Stored items from a collection
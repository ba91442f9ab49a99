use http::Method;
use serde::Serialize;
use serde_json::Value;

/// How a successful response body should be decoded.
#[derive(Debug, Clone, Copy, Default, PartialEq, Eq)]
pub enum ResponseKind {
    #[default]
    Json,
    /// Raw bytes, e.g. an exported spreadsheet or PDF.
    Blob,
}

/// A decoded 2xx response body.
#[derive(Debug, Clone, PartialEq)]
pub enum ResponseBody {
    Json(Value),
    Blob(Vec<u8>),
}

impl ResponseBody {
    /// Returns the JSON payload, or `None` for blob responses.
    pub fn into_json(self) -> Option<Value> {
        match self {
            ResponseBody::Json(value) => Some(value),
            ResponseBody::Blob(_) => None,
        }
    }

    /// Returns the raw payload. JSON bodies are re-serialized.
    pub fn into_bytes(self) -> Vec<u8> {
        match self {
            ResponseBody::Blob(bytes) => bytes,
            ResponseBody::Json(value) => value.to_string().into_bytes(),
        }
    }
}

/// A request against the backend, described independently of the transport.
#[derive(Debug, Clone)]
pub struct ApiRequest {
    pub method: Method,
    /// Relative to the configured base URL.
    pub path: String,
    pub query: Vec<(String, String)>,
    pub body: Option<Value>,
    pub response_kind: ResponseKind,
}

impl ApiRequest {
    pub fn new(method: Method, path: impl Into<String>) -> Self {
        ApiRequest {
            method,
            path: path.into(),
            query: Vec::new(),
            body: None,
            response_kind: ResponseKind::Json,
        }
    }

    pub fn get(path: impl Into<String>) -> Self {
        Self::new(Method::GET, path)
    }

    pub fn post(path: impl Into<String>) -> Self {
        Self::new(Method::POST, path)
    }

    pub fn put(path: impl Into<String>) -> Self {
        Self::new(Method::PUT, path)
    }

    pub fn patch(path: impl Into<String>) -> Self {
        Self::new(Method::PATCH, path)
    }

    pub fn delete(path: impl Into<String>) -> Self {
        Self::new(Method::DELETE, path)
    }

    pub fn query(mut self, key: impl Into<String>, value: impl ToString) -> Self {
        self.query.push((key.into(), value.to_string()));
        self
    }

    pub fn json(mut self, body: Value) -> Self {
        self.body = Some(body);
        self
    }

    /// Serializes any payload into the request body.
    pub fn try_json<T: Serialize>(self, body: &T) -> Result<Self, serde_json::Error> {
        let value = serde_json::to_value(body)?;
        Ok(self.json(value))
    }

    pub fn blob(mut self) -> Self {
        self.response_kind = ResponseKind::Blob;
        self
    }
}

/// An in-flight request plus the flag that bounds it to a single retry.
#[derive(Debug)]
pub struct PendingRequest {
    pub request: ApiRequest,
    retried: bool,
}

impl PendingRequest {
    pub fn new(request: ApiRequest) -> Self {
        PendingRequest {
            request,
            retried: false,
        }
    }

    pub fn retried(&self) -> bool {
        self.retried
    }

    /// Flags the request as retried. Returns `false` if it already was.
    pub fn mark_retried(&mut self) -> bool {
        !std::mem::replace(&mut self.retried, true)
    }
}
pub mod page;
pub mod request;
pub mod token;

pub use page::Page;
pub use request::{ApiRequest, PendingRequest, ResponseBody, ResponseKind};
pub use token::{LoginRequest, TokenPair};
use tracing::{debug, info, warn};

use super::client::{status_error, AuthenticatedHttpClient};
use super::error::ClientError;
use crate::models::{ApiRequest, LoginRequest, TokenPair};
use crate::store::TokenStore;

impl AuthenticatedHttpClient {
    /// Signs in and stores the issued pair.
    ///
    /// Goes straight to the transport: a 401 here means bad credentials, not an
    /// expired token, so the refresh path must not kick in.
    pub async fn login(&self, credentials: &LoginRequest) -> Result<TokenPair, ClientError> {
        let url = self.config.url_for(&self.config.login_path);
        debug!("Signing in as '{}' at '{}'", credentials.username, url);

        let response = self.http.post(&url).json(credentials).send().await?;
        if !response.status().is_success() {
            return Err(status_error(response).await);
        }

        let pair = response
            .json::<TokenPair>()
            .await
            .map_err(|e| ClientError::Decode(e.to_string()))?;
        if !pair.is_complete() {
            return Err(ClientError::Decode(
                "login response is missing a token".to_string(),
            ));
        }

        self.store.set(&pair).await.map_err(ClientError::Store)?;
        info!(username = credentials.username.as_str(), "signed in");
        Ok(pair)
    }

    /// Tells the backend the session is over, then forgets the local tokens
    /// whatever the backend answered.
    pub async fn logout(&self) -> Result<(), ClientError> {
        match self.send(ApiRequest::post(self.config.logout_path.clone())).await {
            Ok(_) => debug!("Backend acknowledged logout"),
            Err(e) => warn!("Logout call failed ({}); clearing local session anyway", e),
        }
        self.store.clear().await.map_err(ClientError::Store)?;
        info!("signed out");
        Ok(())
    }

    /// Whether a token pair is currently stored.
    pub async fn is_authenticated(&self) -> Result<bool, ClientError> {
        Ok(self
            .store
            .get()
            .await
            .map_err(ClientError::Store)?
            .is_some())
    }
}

# [EXERCISE INSTRUCTIONS]
Using the entries above, print each one again without any alteration.

# [RESULT OF THE TASK]
repository ba91442f9ab49a99
use http::Method;
use serde::Serialize;
use serde_json::Value;

/// How a successful response body should be decoded.
#[derive(Debug, Clone, Copy, Default, PartialEq, Eq)]
pub enum ResponseKind {
    #[default]
    Json,
    /// Raw bytes, e.g. an exported spreadsheet or PDF.
    Blob,
}

/// A decoded 2xx response body.
#[derive(Debug, Clone, PartialEq)]
pub enum ResponseBody {
    Json(Value),
    Blob(Vec<u8>),
}

impl ResponseBody {
    /// Returns the JSON payload, or `None` for blob responses.
    pub fn into_json(self) -> Option<Value> {
        match self {
            ResponseBody::Json(value) => Some(value),
            ResponseBody::Blob(_) => None,
        }
    }

    /// Returns the raw payload. JSON bodies are re-serialized.
    pub fn into_bytes(self) -> Vec<u8> {
        match self {
            ResponseBody::Blob(bytes) => bytes,
            ResponseBody::Json(value) => value.to_string().into_bytes(),
        }
    }
}

/// A request against the backend, described independently of the transport.
#[derive(Debug, Clone)]
pub struct ApiRequest {
    pub method: Method,
    /// Relative to the configured base URL.
    pub path: String,
    pub query: Vec<(String, String)>,
    pub body: Option<Value>,
    pub response_kind: ResponseKind,
}

impl ApiRequest {
    pub fn new(method: Method, path: impl Into<String>) -> Self {
        ApiRequest {
            method,
            path: path.into(),
            query: Vec::new(),
            body: None,
            response_kind: ResponseKind::Json,
        }
    }

    pub fn get(path: impl Into<String>) -> Self {
        Self::new(Method::GET, path)
    }

    pub fn post(path: impl Into<String>) -> Self {
        Self::new(Method::POST, path)
    }

    pub fn put(path: impl Into<String>) -> Self {
        Self::new(Method::PUT, path)
    }

    pub fn patch(path: impl Into<String>) -> Self {
        Self::new(Method::PATCH, path)
    }

    pub fn delete(path: impl Into<String>) -> Self {
        Self::new(Method::DELETE, path)
    }

    pub fn query(mut self, key: impl Into<String>, value: impl ToString) -> Self {
        self.query.push((key.into(), value.to_string()));
        self
    }

    pub fn json(mut self, body: Value) -> Self {
        self.body = Some(body);
        self
    }

    /// Serializes any payload into the request body.
    pub fn try_json<T: Serialize>(self, body: &T) -> Result<Self, serde_json::Error> {
        let value = serde_json::to_value(body)?;
        Ok(self.json(value))
    }

    pub fn blob(mut self) -> Self {
        self.response_kind = ResponseKind::Blob;
        self
    }
}

/// An in-flight request plus the flag that bounds it to a single retry.
#[derive(Debug)]
pub struct PendingRequest {
    pub request: ApiRequest,
    retried: bool,
}

impl PendingRequest {
    pub fn new(request: ApiRequest) -> Self {
        PendingRequest {
            request,
            retried: false,
        }
    }

    pub fn retried(&self) -> bool {
        self.retried
    }

    /// Flags the request as retried. Returns `false` if it already was.
    pub fn mark_retried(&mut self) -> bool {
        !std::mem::replace(&mut self.retried, true)
    }
}
pub mod page;
pub mod request;
pub mod token;

pub use page::Page;
pub use request::{ApiRequest, PendingRequest, ResponseBody, ResponseKind};
pub use token::{LoginRequest, TokenPair};
use tracing::{debug, info, warn};

use super::client::{status_error, AuthenticatedHttpClient};
use super::error::ClientError;
use crate::models::{ApiRequest, LoginRequest, TokenPair};
use crate::store::TokenStore;

impl AuthenticatedHttpClient {
    /// Signs in and stores the issued pair.
    ///
    /// Goes straight to the transport: a 401 here means bad credentials, not an
    /// expired token, so the refresh path must not kick in.
    pub async fn login(&self, credentials: &LoginRequest) -> Result<TokenPair, ClientError> {
        let url = self.config.url_for(&self.config.login_path);
        debug!("Signing in as '{}' at '{}'", credentials.username, url);

        let response = self.http.post(&url).json(credentials).send().await?;
        if !response.status().is_success() {
            return Err(status_error(response).await);
        }

        let pair = response
            .json::<TokenPair>()
            .await
            .map_err(|e| ClientError::Decode(e.to_string()))?;
        if !pair.is_complete() {
            return Err(ClientError::Decode(
                "login response is missing a token".to_string(),
            ));
        }

        self.store.set(&pair).await.map_err(ClientError::Store)?;
        info!(username = credentials.username.as_str(), "signed in");
        Ok(pair)
    }

    /// Tells the backend the session is over, then forgets the local tokens
    /// whatever the backend answered.
    pub async fn logout(&self) -> Result<(), ClientError> {
        match self.send(ApiRequest::post(self.config.logout_path.clone())).await {
            Ok(_) => debug!("Backend acknowledged logout"),
            Err(e) => warn!("Logout call failed ({}); clearing local session anyway", e),
        }
        self.store.clear().await.map_err(ClientError::Store)?;
        info!("signed out");
        Ok(())
    }

    /// Whether a token pair is currently stored.
    pub async fn is_authenticated(&self) -> Result<bool, ClientError> {
        Ok(self
            .store
            .get()
            .await
            .map_err(ClientError::Store)?
            .is_some())
    }
}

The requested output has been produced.